Copy verbatim the material from its first line to the line that holds "if lhs.ncols() != rhs.nrows()", including that line.

------ Input data

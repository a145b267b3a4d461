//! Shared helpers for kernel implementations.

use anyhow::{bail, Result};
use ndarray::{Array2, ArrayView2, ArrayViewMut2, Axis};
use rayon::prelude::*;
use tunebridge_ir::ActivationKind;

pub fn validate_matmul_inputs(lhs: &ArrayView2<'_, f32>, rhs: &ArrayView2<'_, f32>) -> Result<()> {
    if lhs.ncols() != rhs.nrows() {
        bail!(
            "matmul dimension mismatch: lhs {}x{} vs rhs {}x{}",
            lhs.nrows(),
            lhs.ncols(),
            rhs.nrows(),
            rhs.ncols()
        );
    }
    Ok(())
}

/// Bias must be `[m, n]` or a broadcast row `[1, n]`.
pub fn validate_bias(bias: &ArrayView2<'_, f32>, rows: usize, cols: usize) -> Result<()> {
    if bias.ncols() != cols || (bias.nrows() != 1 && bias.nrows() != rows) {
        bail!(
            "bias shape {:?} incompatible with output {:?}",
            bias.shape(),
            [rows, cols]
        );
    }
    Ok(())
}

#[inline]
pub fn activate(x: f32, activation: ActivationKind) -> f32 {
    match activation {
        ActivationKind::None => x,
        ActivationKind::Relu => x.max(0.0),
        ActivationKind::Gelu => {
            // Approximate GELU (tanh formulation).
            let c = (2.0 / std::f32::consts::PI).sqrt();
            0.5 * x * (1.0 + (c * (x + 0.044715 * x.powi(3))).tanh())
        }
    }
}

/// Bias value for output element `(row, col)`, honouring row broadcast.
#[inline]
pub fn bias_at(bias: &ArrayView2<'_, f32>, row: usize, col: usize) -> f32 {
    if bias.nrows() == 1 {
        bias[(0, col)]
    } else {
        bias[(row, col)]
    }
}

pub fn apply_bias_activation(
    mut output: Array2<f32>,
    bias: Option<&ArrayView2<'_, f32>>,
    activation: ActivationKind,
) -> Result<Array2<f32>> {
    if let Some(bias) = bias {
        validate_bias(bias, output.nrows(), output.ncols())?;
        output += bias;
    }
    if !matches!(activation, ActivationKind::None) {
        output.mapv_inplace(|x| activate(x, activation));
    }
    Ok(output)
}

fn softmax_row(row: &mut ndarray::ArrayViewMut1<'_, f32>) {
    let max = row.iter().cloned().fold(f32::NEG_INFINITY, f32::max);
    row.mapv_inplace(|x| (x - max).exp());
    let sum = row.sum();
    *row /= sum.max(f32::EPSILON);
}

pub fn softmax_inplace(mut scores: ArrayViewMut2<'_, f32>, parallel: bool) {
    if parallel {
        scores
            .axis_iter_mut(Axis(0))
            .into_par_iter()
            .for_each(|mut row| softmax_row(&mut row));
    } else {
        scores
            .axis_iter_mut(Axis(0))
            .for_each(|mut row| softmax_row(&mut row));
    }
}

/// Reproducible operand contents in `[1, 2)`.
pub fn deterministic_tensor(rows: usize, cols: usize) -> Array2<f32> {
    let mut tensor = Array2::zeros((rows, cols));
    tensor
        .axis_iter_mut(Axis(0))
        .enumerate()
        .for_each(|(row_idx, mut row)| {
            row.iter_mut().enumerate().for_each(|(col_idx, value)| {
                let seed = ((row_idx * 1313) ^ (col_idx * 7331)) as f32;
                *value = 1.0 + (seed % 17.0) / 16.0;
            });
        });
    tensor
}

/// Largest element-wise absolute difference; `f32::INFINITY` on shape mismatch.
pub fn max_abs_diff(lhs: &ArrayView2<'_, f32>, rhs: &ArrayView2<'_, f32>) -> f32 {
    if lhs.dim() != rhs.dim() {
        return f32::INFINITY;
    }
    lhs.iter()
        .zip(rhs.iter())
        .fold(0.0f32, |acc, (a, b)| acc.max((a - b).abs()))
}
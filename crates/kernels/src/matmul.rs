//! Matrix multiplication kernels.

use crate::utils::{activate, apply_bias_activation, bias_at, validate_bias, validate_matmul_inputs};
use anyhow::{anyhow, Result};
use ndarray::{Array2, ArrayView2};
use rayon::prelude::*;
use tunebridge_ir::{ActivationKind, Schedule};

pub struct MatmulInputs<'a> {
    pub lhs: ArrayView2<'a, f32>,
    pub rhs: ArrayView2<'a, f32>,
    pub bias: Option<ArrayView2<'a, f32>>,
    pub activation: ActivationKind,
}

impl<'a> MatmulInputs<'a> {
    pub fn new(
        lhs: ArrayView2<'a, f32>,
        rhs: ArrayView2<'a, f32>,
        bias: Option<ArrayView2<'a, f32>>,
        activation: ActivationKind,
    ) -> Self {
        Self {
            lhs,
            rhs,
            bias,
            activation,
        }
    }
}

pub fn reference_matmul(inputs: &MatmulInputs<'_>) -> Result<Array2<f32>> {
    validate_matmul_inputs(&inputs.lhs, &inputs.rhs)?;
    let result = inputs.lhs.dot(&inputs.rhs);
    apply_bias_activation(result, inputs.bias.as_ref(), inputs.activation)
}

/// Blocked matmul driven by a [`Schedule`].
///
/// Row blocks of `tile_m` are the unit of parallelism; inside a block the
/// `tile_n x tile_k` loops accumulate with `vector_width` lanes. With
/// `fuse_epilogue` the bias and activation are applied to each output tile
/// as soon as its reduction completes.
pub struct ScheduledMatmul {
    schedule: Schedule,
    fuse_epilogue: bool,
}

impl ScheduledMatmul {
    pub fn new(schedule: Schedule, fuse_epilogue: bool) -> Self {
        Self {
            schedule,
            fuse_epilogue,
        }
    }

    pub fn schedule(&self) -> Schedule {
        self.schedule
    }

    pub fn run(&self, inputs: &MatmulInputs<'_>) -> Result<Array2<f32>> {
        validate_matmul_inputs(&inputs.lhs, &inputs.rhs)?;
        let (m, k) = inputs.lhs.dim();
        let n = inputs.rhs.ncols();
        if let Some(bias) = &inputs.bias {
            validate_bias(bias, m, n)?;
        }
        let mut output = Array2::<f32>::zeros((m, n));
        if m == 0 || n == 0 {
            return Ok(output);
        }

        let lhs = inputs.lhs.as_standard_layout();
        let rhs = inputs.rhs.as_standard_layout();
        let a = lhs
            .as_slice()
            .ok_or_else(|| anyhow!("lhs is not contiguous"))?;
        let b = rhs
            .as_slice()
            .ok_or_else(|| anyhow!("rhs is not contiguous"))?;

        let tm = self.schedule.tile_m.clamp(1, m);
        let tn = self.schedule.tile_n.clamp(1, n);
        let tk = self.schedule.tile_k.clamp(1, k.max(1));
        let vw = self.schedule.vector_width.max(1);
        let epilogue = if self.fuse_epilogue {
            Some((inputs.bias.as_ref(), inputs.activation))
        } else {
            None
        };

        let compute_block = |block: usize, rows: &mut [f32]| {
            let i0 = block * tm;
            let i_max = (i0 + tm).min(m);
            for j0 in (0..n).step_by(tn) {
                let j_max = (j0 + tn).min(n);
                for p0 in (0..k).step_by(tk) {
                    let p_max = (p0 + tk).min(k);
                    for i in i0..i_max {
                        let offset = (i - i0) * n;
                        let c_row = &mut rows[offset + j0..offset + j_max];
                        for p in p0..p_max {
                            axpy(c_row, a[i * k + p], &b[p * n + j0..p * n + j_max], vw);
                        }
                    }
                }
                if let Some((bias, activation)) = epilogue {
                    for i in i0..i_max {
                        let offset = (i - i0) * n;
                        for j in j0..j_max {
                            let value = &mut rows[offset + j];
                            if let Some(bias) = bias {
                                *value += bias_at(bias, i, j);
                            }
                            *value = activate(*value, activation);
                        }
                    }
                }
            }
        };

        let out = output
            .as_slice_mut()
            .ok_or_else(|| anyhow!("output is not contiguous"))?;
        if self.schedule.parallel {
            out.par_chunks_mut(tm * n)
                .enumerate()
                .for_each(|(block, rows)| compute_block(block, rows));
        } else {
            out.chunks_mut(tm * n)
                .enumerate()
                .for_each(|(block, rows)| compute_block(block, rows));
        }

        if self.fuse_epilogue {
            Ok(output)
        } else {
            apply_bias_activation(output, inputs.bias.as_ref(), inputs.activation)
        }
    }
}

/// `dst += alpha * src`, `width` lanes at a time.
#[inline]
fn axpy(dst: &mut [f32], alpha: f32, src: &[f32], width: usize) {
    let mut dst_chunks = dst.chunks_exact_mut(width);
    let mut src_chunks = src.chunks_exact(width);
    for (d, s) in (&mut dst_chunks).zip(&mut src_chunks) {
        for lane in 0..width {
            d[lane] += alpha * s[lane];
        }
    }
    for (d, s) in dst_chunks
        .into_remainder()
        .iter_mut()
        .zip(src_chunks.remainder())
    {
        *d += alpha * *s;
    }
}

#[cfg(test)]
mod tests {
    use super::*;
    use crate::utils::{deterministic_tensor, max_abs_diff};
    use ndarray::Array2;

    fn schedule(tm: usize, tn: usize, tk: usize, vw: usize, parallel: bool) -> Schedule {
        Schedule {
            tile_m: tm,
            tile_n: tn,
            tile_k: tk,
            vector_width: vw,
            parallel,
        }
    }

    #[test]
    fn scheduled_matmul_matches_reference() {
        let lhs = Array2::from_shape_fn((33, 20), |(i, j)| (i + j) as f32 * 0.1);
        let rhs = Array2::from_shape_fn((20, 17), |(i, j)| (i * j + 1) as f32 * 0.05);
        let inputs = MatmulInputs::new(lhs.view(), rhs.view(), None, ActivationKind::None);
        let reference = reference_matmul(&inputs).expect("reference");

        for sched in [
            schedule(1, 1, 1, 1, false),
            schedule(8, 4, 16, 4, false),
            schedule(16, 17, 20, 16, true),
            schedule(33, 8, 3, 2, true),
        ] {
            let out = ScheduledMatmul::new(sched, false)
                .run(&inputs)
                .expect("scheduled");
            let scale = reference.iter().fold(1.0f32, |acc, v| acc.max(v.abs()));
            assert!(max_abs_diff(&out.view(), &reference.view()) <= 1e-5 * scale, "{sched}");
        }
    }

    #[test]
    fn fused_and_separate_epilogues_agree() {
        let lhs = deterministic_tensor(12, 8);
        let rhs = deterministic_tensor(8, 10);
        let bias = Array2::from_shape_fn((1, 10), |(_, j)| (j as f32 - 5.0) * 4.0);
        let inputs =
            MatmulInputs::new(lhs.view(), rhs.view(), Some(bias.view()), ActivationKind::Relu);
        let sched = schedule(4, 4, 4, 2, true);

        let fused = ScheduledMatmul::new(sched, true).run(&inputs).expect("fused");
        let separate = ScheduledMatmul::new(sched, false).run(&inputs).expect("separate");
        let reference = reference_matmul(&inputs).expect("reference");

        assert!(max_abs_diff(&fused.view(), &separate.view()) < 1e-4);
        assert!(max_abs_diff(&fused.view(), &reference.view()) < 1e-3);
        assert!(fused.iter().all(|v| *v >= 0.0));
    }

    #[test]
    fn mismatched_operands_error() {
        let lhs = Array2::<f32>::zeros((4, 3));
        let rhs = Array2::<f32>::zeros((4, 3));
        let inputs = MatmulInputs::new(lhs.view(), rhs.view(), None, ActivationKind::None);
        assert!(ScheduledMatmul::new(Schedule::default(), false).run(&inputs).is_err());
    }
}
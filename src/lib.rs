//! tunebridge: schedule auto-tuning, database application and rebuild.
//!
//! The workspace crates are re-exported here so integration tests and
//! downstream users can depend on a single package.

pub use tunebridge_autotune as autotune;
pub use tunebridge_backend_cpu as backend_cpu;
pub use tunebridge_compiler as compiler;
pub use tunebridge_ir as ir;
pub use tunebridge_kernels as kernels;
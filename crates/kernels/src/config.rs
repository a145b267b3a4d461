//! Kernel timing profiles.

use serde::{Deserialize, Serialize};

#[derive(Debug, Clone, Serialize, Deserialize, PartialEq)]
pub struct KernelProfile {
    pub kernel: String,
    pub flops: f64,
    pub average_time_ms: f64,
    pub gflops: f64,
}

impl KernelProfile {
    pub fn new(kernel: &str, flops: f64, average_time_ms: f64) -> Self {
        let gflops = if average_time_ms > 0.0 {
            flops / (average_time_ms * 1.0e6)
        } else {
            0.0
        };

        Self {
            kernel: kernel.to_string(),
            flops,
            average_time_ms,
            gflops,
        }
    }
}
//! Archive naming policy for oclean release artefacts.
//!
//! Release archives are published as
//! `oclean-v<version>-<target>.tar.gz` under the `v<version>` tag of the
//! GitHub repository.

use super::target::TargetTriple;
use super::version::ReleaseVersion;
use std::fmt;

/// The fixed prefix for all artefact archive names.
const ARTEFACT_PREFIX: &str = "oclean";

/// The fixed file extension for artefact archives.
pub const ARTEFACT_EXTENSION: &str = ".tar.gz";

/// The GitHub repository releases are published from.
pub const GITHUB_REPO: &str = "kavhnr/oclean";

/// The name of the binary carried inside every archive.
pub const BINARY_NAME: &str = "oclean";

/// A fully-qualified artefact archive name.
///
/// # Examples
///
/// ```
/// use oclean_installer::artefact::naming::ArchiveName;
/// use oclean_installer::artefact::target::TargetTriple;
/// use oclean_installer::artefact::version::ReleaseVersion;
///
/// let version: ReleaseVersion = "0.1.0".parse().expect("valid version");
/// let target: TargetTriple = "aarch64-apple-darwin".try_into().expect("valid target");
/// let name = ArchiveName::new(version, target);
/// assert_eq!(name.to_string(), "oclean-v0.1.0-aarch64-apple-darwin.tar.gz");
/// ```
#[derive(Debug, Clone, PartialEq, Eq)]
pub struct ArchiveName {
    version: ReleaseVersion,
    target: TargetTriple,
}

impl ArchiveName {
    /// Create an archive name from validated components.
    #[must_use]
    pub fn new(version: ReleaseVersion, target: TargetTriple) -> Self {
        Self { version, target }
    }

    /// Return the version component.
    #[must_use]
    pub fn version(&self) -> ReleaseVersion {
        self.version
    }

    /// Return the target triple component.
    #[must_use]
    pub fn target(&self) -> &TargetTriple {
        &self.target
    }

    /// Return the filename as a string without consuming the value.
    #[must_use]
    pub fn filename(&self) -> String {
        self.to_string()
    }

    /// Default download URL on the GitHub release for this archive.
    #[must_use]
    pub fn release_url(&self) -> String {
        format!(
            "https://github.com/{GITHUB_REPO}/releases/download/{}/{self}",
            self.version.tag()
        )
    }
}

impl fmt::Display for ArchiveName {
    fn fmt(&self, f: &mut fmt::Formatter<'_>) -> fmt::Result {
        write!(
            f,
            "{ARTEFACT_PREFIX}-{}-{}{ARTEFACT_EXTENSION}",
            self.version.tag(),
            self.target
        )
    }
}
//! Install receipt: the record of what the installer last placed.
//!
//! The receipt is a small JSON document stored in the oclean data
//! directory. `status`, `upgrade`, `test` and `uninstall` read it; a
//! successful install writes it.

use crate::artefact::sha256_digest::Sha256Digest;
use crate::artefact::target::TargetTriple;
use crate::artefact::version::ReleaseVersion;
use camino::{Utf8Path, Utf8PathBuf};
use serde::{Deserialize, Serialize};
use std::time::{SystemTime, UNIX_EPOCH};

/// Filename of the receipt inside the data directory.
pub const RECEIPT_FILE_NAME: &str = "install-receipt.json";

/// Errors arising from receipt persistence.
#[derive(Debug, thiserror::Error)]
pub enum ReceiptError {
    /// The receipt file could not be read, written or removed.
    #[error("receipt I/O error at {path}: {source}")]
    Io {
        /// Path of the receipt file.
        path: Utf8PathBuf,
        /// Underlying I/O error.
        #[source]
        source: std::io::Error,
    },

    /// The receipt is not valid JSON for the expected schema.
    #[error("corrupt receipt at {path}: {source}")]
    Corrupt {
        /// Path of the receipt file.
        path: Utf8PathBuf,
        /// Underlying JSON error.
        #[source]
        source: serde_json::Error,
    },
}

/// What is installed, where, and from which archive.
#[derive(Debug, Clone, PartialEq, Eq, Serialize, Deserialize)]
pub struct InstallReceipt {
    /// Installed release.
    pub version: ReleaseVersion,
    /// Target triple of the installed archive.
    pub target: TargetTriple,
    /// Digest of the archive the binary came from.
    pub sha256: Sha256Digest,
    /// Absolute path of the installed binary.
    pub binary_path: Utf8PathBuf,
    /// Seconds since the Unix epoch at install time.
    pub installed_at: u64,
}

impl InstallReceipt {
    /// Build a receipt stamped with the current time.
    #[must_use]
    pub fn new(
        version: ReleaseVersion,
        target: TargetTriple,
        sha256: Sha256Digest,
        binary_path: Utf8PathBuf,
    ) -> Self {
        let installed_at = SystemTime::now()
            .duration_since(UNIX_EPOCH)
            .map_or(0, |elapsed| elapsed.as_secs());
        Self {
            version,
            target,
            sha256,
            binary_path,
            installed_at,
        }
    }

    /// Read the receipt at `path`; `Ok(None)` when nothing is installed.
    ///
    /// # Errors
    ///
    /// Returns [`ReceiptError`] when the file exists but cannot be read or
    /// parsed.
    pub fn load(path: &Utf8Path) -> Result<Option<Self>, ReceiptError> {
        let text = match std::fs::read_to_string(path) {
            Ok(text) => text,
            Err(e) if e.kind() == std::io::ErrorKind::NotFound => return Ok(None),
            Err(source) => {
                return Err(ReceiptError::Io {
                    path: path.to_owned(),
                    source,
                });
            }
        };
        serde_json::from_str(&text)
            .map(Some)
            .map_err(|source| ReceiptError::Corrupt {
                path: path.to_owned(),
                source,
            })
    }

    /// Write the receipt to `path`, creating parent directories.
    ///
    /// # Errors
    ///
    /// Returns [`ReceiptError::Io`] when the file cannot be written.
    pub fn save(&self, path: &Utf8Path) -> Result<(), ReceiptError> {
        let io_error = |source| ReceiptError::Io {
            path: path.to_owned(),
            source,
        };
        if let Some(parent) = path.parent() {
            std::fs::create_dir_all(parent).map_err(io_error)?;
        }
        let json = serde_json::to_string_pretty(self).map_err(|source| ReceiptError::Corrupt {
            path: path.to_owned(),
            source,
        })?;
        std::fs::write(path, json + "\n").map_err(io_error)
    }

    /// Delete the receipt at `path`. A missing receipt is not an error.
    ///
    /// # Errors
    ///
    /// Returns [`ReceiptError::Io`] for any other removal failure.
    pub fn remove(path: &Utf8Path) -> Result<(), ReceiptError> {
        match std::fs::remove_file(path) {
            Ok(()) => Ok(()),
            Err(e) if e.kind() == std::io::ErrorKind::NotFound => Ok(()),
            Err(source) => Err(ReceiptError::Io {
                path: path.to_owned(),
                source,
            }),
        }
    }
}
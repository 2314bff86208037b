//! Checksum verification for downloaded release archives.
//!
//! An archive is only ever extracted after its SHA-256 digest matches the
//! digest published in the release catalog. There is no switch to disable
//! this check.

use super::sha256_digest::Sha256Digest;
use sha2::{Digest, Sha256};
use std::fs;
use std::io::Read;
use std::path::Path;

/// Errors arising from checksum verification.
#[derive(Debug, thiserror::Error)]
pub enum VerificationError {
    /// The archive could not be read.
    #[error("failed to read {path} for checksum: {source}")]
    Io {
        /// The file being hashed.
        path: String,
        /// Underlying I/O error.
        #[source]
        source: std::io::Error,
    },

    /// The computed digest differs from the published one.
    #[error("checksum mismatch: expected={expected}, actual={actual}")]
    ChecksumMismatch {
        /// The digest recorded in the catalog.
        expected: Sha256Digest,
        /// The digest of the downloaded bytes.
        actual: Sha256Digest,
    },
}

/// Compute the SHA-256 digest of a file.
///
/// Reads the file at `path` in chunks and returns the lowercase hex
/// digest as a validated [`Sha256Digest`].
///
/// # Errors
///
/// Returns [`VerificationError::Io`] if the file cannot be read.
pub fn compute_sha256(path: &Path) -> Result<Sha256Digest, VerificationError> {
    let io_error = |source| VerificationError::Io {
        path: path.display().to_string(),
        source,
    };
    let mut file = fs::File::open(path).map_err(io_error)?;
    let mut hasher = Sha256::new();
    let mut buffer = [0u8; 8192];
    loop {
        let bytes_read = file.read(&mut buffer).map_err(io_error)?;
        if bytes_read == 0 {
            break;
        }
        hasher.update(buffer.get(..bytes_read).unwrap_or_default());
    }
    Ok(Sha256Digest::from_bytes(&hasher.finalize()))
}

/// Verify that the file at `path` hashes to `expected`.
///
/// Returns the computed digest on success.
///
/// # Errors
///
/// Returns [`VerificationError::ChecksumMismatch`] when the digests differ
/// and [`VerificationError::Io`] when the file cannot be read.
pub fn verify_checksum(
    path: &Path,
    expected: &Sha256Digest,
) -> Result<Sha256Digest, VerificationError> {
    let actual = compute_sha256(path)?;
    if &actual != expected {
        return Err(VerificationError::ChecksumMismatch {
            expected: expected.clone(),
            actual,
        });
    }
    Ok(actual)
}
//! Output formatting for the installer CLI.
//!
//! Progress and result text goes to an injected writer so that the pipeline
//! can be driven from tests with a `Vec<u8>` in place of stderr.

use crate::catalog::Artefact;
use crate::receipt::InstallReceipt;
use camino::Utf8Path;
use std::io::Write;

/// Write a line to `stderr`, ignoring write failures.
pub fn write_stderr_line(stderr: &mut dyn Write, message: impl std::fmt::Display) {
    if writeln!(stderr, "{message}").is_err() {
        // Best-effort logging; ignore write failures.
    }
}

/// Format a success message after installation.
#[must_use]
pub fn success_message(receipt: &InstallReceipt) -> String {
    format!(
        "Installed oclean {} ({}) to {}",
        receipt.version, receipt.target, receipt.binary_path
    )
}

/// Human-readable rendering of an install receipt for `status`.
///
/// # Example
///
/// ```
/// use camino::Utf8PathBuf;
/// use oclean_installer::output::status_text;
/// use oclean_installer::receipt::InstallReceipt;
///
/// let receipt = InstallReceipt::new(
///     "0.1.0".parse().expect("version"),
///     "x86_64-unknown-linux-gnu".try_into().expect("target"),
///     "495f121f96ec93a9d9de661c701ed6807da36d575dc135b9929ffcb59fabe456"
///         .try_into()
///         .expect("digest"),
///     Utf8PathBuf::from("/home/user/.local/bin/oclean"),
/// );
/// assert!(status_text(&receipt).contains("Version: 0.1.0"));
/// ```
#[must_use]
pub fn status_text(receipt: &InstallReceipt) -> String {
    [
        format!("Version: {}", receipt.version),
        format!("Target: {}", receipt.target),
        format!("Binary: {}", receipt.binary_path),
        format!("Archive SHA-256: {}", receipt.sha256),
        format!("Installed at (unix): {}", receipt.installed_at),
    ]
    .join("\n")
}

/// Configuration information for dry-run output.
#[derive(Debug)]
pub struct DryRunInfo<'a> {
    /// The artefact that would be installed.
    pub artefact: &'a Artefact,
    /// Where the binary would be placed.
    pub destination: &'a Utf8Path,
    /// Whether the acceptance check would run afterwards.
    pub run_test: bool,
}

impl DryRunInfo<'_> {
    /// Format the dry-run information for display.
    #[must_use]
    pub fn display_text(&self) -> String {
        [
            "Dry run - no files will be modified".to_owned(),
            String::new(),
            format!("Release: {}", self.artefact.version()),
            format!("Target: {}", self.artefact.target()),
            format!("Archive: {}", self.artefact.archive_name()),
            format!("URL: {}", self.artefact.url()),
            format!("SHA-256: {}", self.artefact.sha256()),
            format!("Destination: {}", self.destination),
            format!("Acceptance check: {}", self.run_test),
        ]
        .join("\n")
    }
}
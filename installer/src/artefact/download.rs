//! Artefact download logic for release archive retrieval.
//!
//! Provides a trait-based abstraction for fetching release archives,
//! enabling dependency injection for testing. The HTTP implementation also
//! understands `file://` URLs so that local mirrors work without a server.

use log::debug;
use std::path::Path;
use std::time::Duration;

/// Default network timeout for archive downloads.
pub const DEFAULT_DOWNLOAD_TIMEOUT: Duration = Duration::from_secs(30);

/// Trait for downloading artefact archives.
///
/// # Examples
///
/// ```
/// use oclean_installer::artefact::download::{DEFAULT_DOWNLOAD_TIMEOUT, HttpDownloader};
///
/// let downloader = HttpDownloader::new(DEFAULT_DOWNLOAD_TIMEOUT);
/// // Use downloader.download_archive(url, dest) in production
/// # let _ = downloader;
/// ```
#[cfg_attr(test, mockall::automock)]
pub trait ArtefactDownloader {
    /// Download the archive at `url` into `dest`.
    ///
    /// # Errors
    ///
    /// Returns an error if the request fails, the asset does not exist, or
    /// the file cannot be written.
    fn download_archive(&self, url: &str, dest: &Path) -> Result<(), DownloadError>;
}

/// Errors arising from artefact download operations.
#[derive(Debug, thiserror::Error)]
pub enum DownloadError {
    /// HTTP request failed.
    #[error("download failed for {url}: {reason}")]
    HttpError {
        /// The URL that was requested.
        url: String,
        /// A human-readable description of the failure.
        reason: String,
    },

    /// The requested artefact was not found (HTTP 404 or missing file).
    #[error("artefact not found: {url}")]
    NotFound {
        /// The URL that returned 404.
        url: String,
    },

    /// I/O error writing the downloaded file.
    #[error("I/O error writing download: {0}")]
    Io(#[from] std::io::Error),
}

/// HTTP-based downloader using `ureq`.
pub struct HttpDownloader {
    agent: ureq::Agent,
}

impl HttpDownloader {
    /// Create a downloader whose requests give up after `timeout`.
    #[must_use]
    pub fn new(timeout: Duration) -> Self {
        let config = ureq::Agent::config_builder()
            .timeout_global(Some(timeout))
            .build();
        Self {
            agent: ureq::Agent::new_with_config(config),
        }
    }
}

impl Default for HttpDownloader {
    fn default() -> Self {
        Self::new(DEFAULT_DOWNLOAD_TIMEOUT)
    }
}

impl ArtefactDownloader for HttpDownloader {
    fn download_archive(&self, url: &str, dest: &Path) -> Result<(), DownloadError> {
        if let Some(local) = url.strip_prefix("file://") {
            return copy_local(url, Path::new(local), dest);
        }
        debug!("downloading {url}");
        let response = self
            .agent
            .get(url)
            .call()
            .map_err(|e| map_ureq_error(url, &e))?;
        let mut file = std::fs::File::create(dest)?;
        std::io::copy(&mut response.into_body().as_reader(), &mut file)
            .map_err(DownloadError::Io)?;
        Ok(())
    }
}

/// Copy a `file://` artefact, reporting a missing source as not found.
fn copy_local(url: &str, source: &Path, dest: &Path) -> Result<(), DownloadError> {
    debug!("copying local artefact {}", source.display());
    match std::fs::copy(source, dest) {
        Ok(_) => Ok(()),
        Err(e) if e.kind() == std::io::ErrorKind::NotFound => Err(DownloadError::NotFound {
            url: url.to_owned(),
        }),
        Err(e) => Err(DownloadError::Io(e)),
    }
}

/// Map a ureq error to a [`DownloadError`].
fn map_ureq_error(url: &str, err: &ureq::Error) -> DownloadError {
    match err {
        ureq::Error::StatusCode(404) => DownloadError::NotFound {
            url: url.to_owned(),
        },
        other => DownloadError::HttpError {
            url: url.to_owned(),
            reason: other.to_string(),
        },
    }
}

------------

**Exercise answer**
repository a145b267b3a4d461
//! Shared helpers for kernel implementations.

use anyhow::{bail, Result};
use ndarray::{Array2, ArrayView2, ArrayViewMut2, Axis};
use rayon::prelude::*;
use tunebridge_ir::ActivationKind;

pub fn validate_matmul_inputs(lhs: &ArrayView2<'_, f32>, rhs: &ArrayView2<'_, f32>) -> Result<()> {
    if lhs.ncols() != rhs.nrows() {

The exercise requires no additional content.